The engine shed was built by the Humber Commercial Dock and Railway company in the southeastern corner of the Immingham Dock estate. As initially built the engine shed had twelve "roads" (tracks) providing facilities for 60 locomotives.

The railways at Immingham were worked by the Great Central Railway, the developer of the Port. In 1923 it was taken over by the LNER and then became part of the Eastern Region of British Railways in 1948.

During the LNER period (1930s) a concrete automatic coaling stage was added to the facilities.

During the British Railways period the facility had a shed code of 40B and had two sub-sheds: New Holland and Grimsby.

At its peak the shed had an allotment of over 120 locomotives, with 12 stabling roads – part of the building was demolished in the 1950s and a diesel depot constructed.

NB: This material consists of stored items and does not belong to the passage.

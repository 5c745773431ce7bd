use url::Url;

use crate::{
    error::{FetchError, FetchResult},
    fetch::{FetchRequest, FetchResponse, Fetcher, FetcherInner},
};

/// Talks to the upstream over HTTP with a single shared reqwest client.
///
/// One attempt per call, the client's default timeouts and connection pool.
pub struct NativeFetcher {
    client: reqwest::Client,
    base_url: Url,
}

impl NativeFetcher {
    pub fn runtime_fetcher(base_url: Url) -> Fetcher {
        Fetcher::new(Self {
            client: reqwest::Client::new(),
            base_url,
        })
    }

    fn url(&self, path: &str) -> FetchResult<Url> {
        let base = self.base_url.as_str().trim_end_matches('/');

        Url::parse(&format!("{base}{path}")).map_err(|e| FetchError::Request(e.to_string()))
    }
}

#[async_trait::async_trait]
impl FetcherInner for NativeFetcher {
    async fn fetch(&self, request: FetchRequest) -> FetchResult<FetchResponse> {
        let url = self.url(&request.path)?;
        let mut request_builder = self.client.request(request.method.into(), url);

        if !request.query.is_empty() {
            request_builder = request_builder.query(&request.query);
        }

        if let Some(body) = &request.json_body {
            request_builder = request_builder.json(body);
        }

        let response = request_builder.send().await.map_err(|e| {
            if e.is_builder() {
                FetchError::Request(e.to_string())
            } else {
                FetchError::NoResponse(e.to_string())
            }
        })?;

        let status = response.status();

        let bytes = response
            .bytes()
            .await
            .map_err(|e| FetchError::NoResponse(e.to_string()))?;

        Ok(FetchResponse { status, bytes })
    }
}
use async_graphql::http::GraphiQLSource;
use axum::{
    response::Html,
    routing::{get, MethodRouter},
};

/// A GraphiQL page talking to the GraphQL endpoint at `endpoint`.
pub(crate) fn route(endpoint: &str) -> MethodRouter {
    let page = Html(GraphiQLSource::build().endpoint(endpoint).title("Item catalog").finish());

    get(move || {
        let page = page.clone();
        async move { page }
    })
}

Soon after opening a dormitory block was built near the turntable for use by visiting crews on lodging turns.

A new 78 ft 9 in x 367 ft 6 in diesel shed was built in 1966 south east of the steam shed, which was converted to wagon repair. In 1966 it had 90 diesels, plus 35 shunters.

Steam locomotive types deployed include LNER Thompson Class B1, LMS Stanier Class 8F, and BR standard class 9F.

The last steam locomotive worked from the shed was No.61058 (LNER B1) on 7 February 1966, which hauled a train of empty wagons to Markham Colliery.

Following the splitting up of the former BR Trainload business into three companies in 1994, the depot came briefly under the control of "shadow privatisation company" Loadhaul. Loadhaul was acquired and merged into English Welsh & Scottish in 1995.

The TOPS depot code for the EWS/DB Schenker depot at Immingham is IM, and for the Freightliner Traction Maintenance Depot at Immingham, IN.

As a result of centralisation of maintenance activities by EWS to Toton TMD the shed was used only for storage of out of service locomotives.